__Try it__
Each line below with the string "null" should be copied.

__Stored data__

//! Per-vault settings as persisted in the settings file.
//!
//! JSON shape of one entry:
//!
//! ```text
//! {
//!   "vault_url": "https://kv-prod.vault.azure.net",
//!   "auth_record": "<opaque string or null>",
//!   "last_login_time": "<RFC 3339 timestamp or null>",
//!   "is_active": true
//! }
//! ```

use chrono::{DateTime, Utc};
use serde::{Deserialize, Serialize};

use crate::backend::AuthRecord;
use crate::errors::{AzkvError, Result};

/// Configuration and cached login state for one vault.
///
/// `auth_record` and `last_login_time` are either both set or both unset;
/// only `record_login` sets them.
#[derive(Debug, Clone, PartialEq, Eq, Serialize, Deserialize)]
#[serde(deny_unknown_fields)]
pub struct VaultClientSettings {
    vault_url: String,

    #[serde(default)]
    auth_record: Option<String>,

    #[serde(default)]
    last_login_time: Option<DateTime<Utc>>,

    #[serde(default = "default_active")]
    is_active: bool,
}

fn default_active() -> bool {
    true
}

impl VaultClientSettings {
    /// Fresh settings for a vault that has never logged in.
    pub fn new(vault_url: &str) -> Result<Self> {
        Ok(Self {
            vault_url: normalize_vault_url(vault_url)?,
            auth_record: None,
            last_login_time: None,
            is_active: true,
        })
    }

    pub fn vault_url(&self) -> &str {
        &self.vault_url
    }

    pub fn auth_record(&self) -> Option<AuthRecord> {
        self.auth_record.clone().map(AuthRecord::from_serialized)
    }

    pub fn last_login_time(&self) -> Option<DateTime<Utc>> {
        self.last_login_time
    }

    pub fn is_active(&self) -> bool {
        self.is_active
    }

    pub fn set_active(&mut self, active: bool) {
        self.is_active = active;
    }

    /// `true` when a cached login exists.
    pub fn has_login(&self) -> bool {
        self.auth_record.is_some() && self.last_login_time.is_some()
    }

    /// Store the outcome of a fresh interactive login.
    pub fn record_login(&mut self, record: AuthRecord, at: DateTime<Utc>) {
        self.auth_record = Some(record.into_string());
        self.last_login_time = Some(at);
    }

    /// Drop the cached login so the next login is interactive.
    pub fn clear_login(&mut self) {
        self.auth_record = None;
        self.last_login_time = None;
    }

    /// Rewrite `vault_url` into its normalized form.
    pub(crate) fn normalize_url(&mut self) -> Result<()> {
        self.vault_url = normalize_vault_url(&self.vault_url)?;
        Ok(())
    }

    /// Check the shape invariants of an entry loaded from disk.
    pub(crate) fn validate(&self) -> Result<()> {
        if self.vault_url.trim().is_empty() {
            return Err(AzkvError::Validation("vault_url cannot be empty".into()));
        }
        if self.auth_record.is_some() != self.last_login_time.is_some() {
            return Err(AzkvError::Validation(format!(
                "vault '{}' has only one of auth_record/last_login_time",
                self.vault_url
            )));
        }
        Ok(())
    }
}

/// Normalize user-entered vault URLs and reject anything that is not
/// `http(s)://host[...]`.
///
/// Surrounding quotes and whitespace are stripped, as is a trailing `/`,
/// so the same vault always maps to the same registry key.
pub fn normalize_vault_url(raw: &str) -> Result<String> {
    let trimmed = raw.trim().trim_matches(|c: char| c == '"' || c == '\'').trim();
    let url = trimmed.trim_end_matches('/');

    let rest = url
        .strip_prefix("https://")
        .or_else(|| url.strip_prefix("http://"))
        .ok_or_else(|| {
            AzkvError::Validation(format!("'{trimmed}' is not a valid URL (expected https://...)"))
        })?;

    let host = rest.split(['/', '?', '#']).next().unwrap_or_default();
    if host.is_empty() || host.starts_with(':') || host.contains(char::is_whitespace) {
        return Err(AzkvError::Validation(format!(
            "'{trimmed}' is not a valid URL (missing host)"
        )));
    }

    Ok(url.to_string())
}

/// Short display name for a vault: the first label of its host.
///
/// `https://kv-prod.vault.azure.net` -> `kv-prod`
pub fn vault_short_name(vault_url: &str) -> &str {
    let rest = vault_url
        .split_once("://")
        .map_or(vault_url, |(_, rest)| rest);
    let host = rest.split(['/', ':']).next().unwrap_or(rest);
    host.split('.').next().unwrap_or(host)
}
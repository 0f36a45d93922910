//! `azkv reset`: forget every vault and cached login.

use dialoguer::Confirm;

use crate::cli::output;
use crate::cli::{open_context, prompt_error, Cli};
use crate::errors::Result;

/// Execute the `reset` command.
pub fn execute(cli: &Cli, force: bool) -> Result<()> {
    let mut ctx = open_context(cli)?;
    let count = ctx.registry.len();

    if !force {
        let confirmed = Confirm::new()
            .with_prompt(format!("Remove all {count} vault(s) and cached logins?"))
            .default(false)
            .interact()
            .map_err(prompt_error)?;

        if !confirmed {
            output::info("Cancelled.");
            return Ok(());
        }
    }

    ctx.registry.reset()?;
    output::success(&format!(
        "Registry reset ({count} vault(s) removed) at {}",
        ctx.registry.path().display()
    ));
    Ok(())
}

__Solution for this task__
//!   "auth_record": "<opaque string or null>",
//!   "last_login_time": "<RFC 3339 timestamp or null>",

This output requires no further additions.